(Beginning of SOURCE DATA)

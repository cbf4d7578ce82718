// Copyright 2025 Umberto Gotti <umberto.gotti@umbertogotti.dev>
// Licensed under the Apache License, Version 2.0
// http://www.apache.org/licenses/LICENSE-2.0

use crate::context::StageContext;
use crate::logic::StageLogic;
use crate::shape::{FanInShape2, UniformFanInShape};
use crate::stage::GraphStage;
use sluice_core::{Attributes, NotUsed, Result};
use std::marker::PhantomData;
use std::sync::Arc;

/// Combine one element from each of two inlets with `f`.
///
/// Both inlets are pulled when downstream signals demand. The stage completes
/// as soon as an inlet completes without an element waiting on it.
pub struct ZipWith<A, B, O, F> {
    combine: Arc<F>,
    _marker: PhantomData<fn(A, B) -> O>,
}

impl<A, B, O, F> ZipWith<A, B, O, F>
where
    F: Fn(A, B) -> O + Send + Sync + 'static,
{
    /// Zip combining elements with `combine`.
    pub fn new(combine: F) -> Self {
        Self {
            combine: Arc::new(combine),
            _marker: PhantomData,
        }
    }
}

impl<A, B, O, F> GraphStage for ZipWith<A, B, O, F>
where
    A: Send + 'static,
    B: Send + 'static,
    O: Send + 'static,
    F: Fn(A, B) -> O + Send + Sync + 'static,
{
    type Shape = FanInShape2<A, B, O>;
    type Mat = NotUsed;

    fn shape(&self) -> Self::Shape {
        FanInShape2::new()
    }

    fn initial_attributes(&self) -> Attributes {
        Attributes::name("zip_with")
    }

    fn create_logic(&self, _attributes: &Attributes) -> Result<(Box<dyn StageLogic>, NotUsed)> {
        let logic = ZipWithLogic {
            shape: self.shape(),
            combine: Arc::clone(&self.combine),
        };
        Ok((Box::new(logic), NotUsed))
    }
}

/// Pair up elements of two inlets.
pub struct Zip<A, B> {
    _marker: PhantomData<fn() -> (A, B)>,
}

impl<A, B> Zip<A, B> {
    /// Zip emitting `(a, b)` pairs.
    #[must_use]
    pub const fn new() -> Self {
        Self {
            _marker: PhantomData,
        }
    }
}

impl<A, B> Default for Zip<A, B> {
    fn default() -> Self {
        Self::new()
    }
}

fn pair<A, B>(a: A, b: B) -> (A, B) {
    (a, b)
}

impl<A: Send + 'static, B: Send + 'static> GraphStage for Zip<A, B> {
    type Shape = FanInShape2<A, B, (A, B)>;
    type Mat = NotUsed;

    fn shape(&self) -> Self::Shape {
        FanInShape2::new()
    }

    fn initial_attributes(&self) -> Attributes {
        Attributes::name("zip")
    }

    fn create_logic(&self, _attributes: &Attributes) -> Result<(Box<dyn StageLogic>, NotUsed)> {
        let logic = ZipWithLogic {
            shape: self.shape(),
            combine: Arc::new(pair::<A, B> as fn(A, B) -> (A, B)),
        };
        Ok((Box::new(logic), NotUsed))
    }
}

struct ZipWithLogic<A, B, O, F> {
    shape: FanInShape2<A, B, O>,
    combine: Arc<F>,
}

impl<A, B, O, F> StageLogic for ZipWithLogic<A, B, O, F>
where
    A: Send + 'static,
    B: Send + 'static,
    O: Send + 'static,
    F: Fn(A, B) -> O + Send + Sync + 'static,
{
    fn on_push(&mut self, ctx: &mut StageContext<'_>, _inlet: usize) -> Result<()> {
        if !(ctx.is_available(self.shape.in0) && ctx.is_available(self.shape.in1)) {
            return Ok(());
        }
        let a = ctx.grab(self.shape.in0)?;
        let b = ctx.grab(self.shape.in1)?;
        ctx.push(self.shape.out, (self.combine)(a, b))?;
        if ctx.is_closed(self.shape.in0) || ctx.is_closed(self.shape.in1) {
            return ctx.complete_stage();
        }
        Ok(())
    }

    fn on_pull(&mut self, ctx: &mut StageContext<'_>, _outlet: usize) -> Result<()> {
        if !ctx.is_available(self.shape.in0) {
            ctx.try_pull(self.shape.in0)?;
        }
        if !ctx.is_available(self.shape.in1) {
            ctx.try_pull(self.shape.in1)?;
        }
        Ok(())
    }

    fn on_upstream_finish(&mut self, ctx: &mut StageContext<'_>, inlet: usize) -> Result<()> {
        let waiting = if inlet == self.shape.in0.index() {
            ctx.is_available(self.shape.in0)
        } else {
            ctx.is_available(self.shape.in1)
        };
        if waiting {
            return Ok(());
        }
        ctx.complete_stage()
    }
}

/// Combine one element from each of `n` inlets into a vector, in inlet order.
pub struct ZipN<T> {
    inputs: usize,
    _marker: PhantomData<fn() -> T>,
}

impl<T> ZipN<T> {
    /// Zip over `inputs` inlets.
    #[must_use]
    pub const fn new(inputs: usize) -> Self {
        Self {
            inputs,
            _marker: PhantomData,
        }
    }
}

impl<T: Send + 'static> GraphStage for ZipN<T> {
    type Shape = UniformFanInShape<T, Vec<T>>;
    type Mat = NotUsed;

    fn shape(&self) -> Self::Shape {
        UniformFanInShape::new(self.inputs)
    }

    fn initial_attributes(&self) -> Attributes {
        Attributes::name("zip_n")
    }

    fn create_logic(&self, _attributes: &Attributes) -> Result<(Box<dyn StageLogic>, NotUsed)> {
        Ok((Box::new(ZipNLogic { shape: self.shape() }), NotUsed))
    }
}

struct ZipNLogic<T> {
    shape: UniformFanInShape<T, Vec<T>>,
}

impl<T: Send + 'static> StageLogic for ZipNLogic<T> {
    fn pre_start(&mut self, ctx: &mut StageContext<'_>) -> Result<()> {
        if self.shape.inlets.is_empty() {
            return ctx.complete_stage();
        }
        Ok(())
    }

    fn on_push(&mut self, ctx: &mut StageContext<'_>, _inlet: usize) -> Result<()> {
        if !self.shape.inlets.iter().all(|&inlet| ctx.is_available(inlet)) {
            return Ok(());
        }
        let mut round = Vec::with_capacity(self.shape.inlets.len());
        for &inlet in &self.shape.inlets {
            round.push(ctx.grab(inlet)?);
        }
        ctx.push(self.shape.out, round)?;
        if self.shape.inlets.iter().any(|&inlet| ctx.is_closed(inlet)) {
            return ctx.complete_stage();
        }
        Ok(())
    }

    fn on_pull(&mut self, ctx: &mut StageContext<'_>, _outlet: usize) -> Result<()> {
        for &inlet in &self.shape.inlets {
            if !ctx.is_available(inlet) {
                ctx.try_pull(inlet)?;
            }
        }
        Ok(())
    }

    fn on_upstream_finish(&mut self, ctx: &mut StageContext<'_>, inlet: usize) -> Result<()> {
        if ctx.is_available(self.shape.inlets[inlet]) {
            return Ok(());
        }
        ctx.complete_stage()
    }
}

(End of SOURCE DATA)

> REQUIRED ACTION
Every record above is to be transcribed exactly as written.

> RESPONSE TO THE EXERCISE
repository cbf4d7578ce82718
// Copyright 2025 Umberto Gotti <umberto.gotti@umbertogotti.dev>
// Licensed under the Apache License, Version 2.0
// http://www.apache.org/licenses/LICENSE-2.0

use crate::context::StageContext;
use crate::logic::StageLogic;
use crate::shape::{FanInShape2, UniformFanInShape};
use crate::stage::GraphStage;
use sluice_core::{Attributes, NotUsed, Result};
use std::marker::PhantomData;
use std::sync::Arc;

/// Combine one element from each of two inlets with `f`.
///
/// Both inlets are pulled when downstream signals demand. The stage completes
/// as soon as an inlet completes without an element waiting on it.
pub struct ZipWith<A, B, O, F> {
    combine: Arc<F>,
    _marker: PhantomData<fn(A, B) -> O>,
}

impl<A, B, O, F> ZipWith<A, B, O, F>
where
    F: Fn(A, B) -> O + Send + Sync + 'static,
{
    /// Zip combining elements with `combine`.
    pub fn new(combine: F) -> Self {
        Self {
            combine: Arc::new(combine),
            _marker: PhantomData,
        }
    }
}

impl<A, B, O, F> GraphStage for ZipWith<A, B, O, F>
where
    A: Send + 'static,
    B: Send + 'static,
    O: Send + 'static,
    F: Fn(A, B) -> O + Send + Sync + 'static,
{
    type Shape = FanInShape2<A, B, O>;
    type Mat = NotUsed;

    fn shape(&self) -> Self::Shape {
        FanInShape2::new()
    }

    fn initial_attributes(&self) -> Attributes {
        Attributes::name("zip_with")
    }

    fn create_logic(&self, _attributes: &Attributes) -> Result<(Box<dyn StageLogic>, NotUsed)> {
        let logic = ZipWithLogic {
            shape: self.shape(),
            combine: Arc::clone(&self.combine),
        };
        Ok((Box::new(logic), NotUsed))
    }
}

/// Pair up elements of two inlets.
pub struct Zip<A, B> {
    _marker: PhantomData<fn() -> (A, B)>,
}

impl<A, B> Zip<A, B> {
    /// Zip emitting `(a, b)` pairs.
    #[must_use]
    pub const fn new() -> Self {
        Self {
            _marker: PhantomData,
        }
    }
}

impl<A, B> Default for Zip<A, B> {
    fn default() -> Self {
        Self::new()
    }
}

fn pair<A, B>(a: A, b: B) -> (A, B) {
    (a, b)
}

impl<A: Send + 'static, B: Send + 'static> GraphStage for Zip<A, B> {
    type Shape = FanInShape2<A, B, (A, B)>;
    type Mat = NotUsed;

    fn shape(&self) -> Self::Shape {
        FanInShape2::new()
    }

    fn initial_attributes(&self) -> Attributes {
        Attributes::name("zip")
    }

    fn create_logic(&self, _attributes: &Attributes) -> Result<(Box<dyn StageLogic>, NotUsed)> {
        let logic = ZipWithLogic {
            shape: self.shape(),
            combine: Arc::new(pair::<A, B> as fn(A, B) -> (A, B)),
        };
        Ok((Box::new(logic), NotUsed))
    }
}

struct ZipWithLogic<A, B, O, F> {
    shape: FanInShape2<A, B, O>,
    combine: Arc<F>,
}

impl<A, B, O, F> StageLogic for ZipWithLogic<A, B, O, F>
where
    A: Send + 'static,
    B: Send + 'static,
    O: Send + 'static,
    F: Fn(A, B) -> O + Send + Sync + 'static,
{
    fn on_push(&mut self, ctx: &mut StageContext<'_>, _inlet: usize) -> Result<()> {
        if !(ctx.is_available(self.shape.in0) && ctx.is_available(self.shape.in1)) {
            return Ok(());
        }
        let a = ctx.grab(self.shape.in0)?;
        let b = ctx.grab(self.shape.in1)?;
        ctx.push(self.shape.out, (self.combine)(a, b))?;
        if ctx.is_closed(self.shape.in0) || ctx.is_closed(self.shape.in1) {
            return ctx.complete_stage();
        }
        Ok(())
    }

    fn on_pull(&mut self, ctx: &mut StageContext<'_>, _outlet: usize) -> Result<()> {
        if !ctx.is_available(self.shape.in0) {
            ctx.try_pull(self.shape.in0)?;
        }
        if !ctx.is_available(self.shape.in1) {
            ctx.try_pull(self.shape.in1)?;
        }
        Ok(())
    }

    fn on_upstream_finish(&mut self, ctx: &mut StageContext<'_>, inlet: usize) -> Result<()> {
        let waiting = if inlet == self.shape.in0.index() {
            ctx.is_available(self.shape.in0)
        } else {
            ctx.is_available(self.shape.in1)
        };
        if waiting {
            return Ok(());
        }
        ctx.complete_stage()
    }
}

/// Combine one element from each of `n` inlets into a vector, in inlet order.
pub struct ZipN<T> {
    inputs: usize,
    _marker: PhantomData<fn() -> T>,
}

impl<T> ZipN<T> {
    /// Zip over `inputs` inlets.
    #[must_use]
    pub const fn new(inputs: usize) -> Self {
        Self {
            inputs,
            _marker: PhantomData,
        }
    }
}

impl<T: Send + 'static> GraphStage for ZipN<T> {
    type Shape = UniformFanInShape<T, Vec<T>>;
    type Mat = NotUsed;

    fn shape(&self) -> Self::Shape {
        UniformFanInShape::new(self.inputs)
    }

    fn initial_attributes(&self) -> Attributes {
        Attributes::name("zip_n")
    }

    fn create_logic(&self, _attributes: &Attributes) -> Result<(Box<dyn StageLogic>, NotUsed)> {
        Ok((Box::new(ZipNLogic { shape: self.shape() }), NotUsed))
    }
}

struct ZipNLogic<T> {
    shape: UniformFanInShape<T, Vec<T>>,
}

impl<T: Send + 'static> StageLogic for ZipNLogic<T> {
    fn pre_start(&mut self, ctx: &mut StageContext<'_>) -> Result<()> {
        if self.shape.inlets.is_empty() {
            return ctx.complete_stage();
        }
        Ok(())
    }

    fn on_push(&mut self, ctx: &mut StageContext<'_>, _inlet: usize) -> Result<()> {
        if !self.shape.inlets.iter().all(|&inlet| ctx.is_available(inlet)) {
            return Ok(());
        }
        let mut round = Vec::with_capacity(self.shape.inlets.len());
        for &inlet in &self.shape.inlets {
            round.push(ctx.grab(inlet)?);
        }
        ctx.push(self.shape.out, round)?;
        if self.shape.inlets.iter().any(|&inlet| ctx.is_closed(inlet)) {
            return ctx.complete_stage();
        }
        Ok(())
    }

    fn on_pull(&mut self, ctx: &mut StageContext<'_>, _outlet: usize) -> Result<()> {
        for &inlet in &self.shape.inlets {
            if !ctx.is_available(inlet) {
                ctx.try_pull(inlet)?;
            }
        }
        Ok(())
    }

    fn on_upstream_finish(&mut self, ctx: &mut StageContext<'_>, inlet: usize) -> Result<()> {
        if ctx.is_available(self.shape.inlets[inlet]) {
            return Ok(());
        }
        ctx.complete_stage()
    }
}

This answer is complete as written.